A multilocus phylogenetic analysis reveals the monophyly of a recircumscribed papilionoid legume tribe Diocleae with well-supported generic relationships.

Mol Phylogenet Evol 2015 Sep 28;90:1-19. Epub 2015 Apr 28.

Smithsonian Institution, 10th and Constitution Ave, Washington, DC 20013-7012, USA.

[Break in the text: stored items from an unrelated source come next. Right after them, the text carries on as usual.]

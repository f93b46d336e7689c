//! src/normalize.rs
//! Fingerprint treści – kanonizacja tekstu ogłoszenia do porównywalnej postaci.
//!
//! Dwa identyczne ogłoszenia po normalizacji dają identyczny string, a ten
//! string jest zarazem kluczem w rejestrze ostrzeżeń (`ad_key`). Zdjęcia mają
//! własny, nieprzetwarzany fingerprint z platformy – tu nic z nim nie robimy.

use once_cell::sync::Lazy;
use regex::Regex;
use unicode_normalization::UnicodeNormalization;

static RE_NON_WORD: Lazy<Regex> = Lazy::new(|| Regex::new(r"[^\w\s]").unwrap());
static RE_WS: Lazy<Regex> = Lazy::new(|| Regex::new(r"\s+").unwrap());

/// Kanoniczna postać tekstu ogłoszenia:
/// NFKC → lowercase → wytnij wszystko poza `\w` i białymi znakami →
/// zbij ciągi białych znaków do pojedynczej spacji → trim.
///
/// Interpunkcję tniemy PRZED zbijaniem spacji – inaczej "a - b" zostawiłoby
/// podwójną spację i funkcja nie byłaby idempotentna.
pub fn normalize(raw: &str) -> String {
    let folded = raw.nfkc().collect::<String>().to_lowercase();
    let stripped = RE_NON_WORD.replace_all(&folded, "");
    let collapsed = RE_WS.replace_all(&stripped, " ");
    collapsed.trim().to_string()
}
use crate::config::Settings;
use tracing_subscriber::prelude::*;
use tracing_subscriber::{EnvFilter, fmt};

/// Inicjalizacja logowania.
/// Format tekstowy; poziom z ustawień, chyba że RUST_LOG mówi inaczej.
pub fn init(settings: &Settings) {
    let level = settings
        .logging
        .level
        .clone()
        .unwrap_or_else(|| "info".to_string());

    let env_filter = EnvFilter::try_from_default_env().unwrap_or_else(|_| EnvFilter::new(level));

    let fmt_layer = fmt::layer();

    tracing_subscriber::registry()
        .with(env_filter)
        .with(fmt_layer)
        .init();
}
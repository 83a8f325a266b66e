//! Structural elements module

mod material;
mod member;
mod node;
mod section;
mod support;

pub use material::Material;
pub use member::{Member, Segment};
pub use node::Node;
pub use section::Section;
pub use support::{Dof, Support};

Deciphering the phylogenetic relationships within the species-rich Millettioid clade has persisted as one of the major challenges in the systematics and evolutionary history of papilionoid legumes (Leguminosae, Papilionoideae). Historically, the predominantly neotropical lianas of subtribe Diocleinae in the Millettioid legumes have been taxonomically tangled together with the largely heterogeneous tribe Phaseoleae. This work presents a comprehensive molecular phylogenetic analysis based on nuclear and chloroplast markers and includes all genera ever referred to Diocleae except for the monospecific Philippine Luzonia, resolving several key generic relationships within the Millettioid legumes. The first of two separate analyses includes 310 matK accessions and strongly supports the reestablishment of tribe Diocleae as a branch of the Millettioid clade. This work sheds greater light on the higher-level phylogeny of Diocleae and allows the recognition of three major lineages: the Canavalia, Dioclea, and Galactia clades. The second set of phylogenetic analyses utilized nuclear (ITS/5.8S and ETS) and plastid (matK and trnT-Y) DNA sequences to reveal (i) the monophyly of Canavalia and Cleobulia; (ii) the monophyly of Bionia with the exclusion of Bionia bella; (iii) the paraphyly of Dioclea with respect to Cleobulia, Cymbosema, and Macropsychanthus; (iv) the paraphyly of Cratylia with respect to the broadly polyphyletic Camptosema; and (v) the polyphyly of Galactia with species scattered widely across the tree.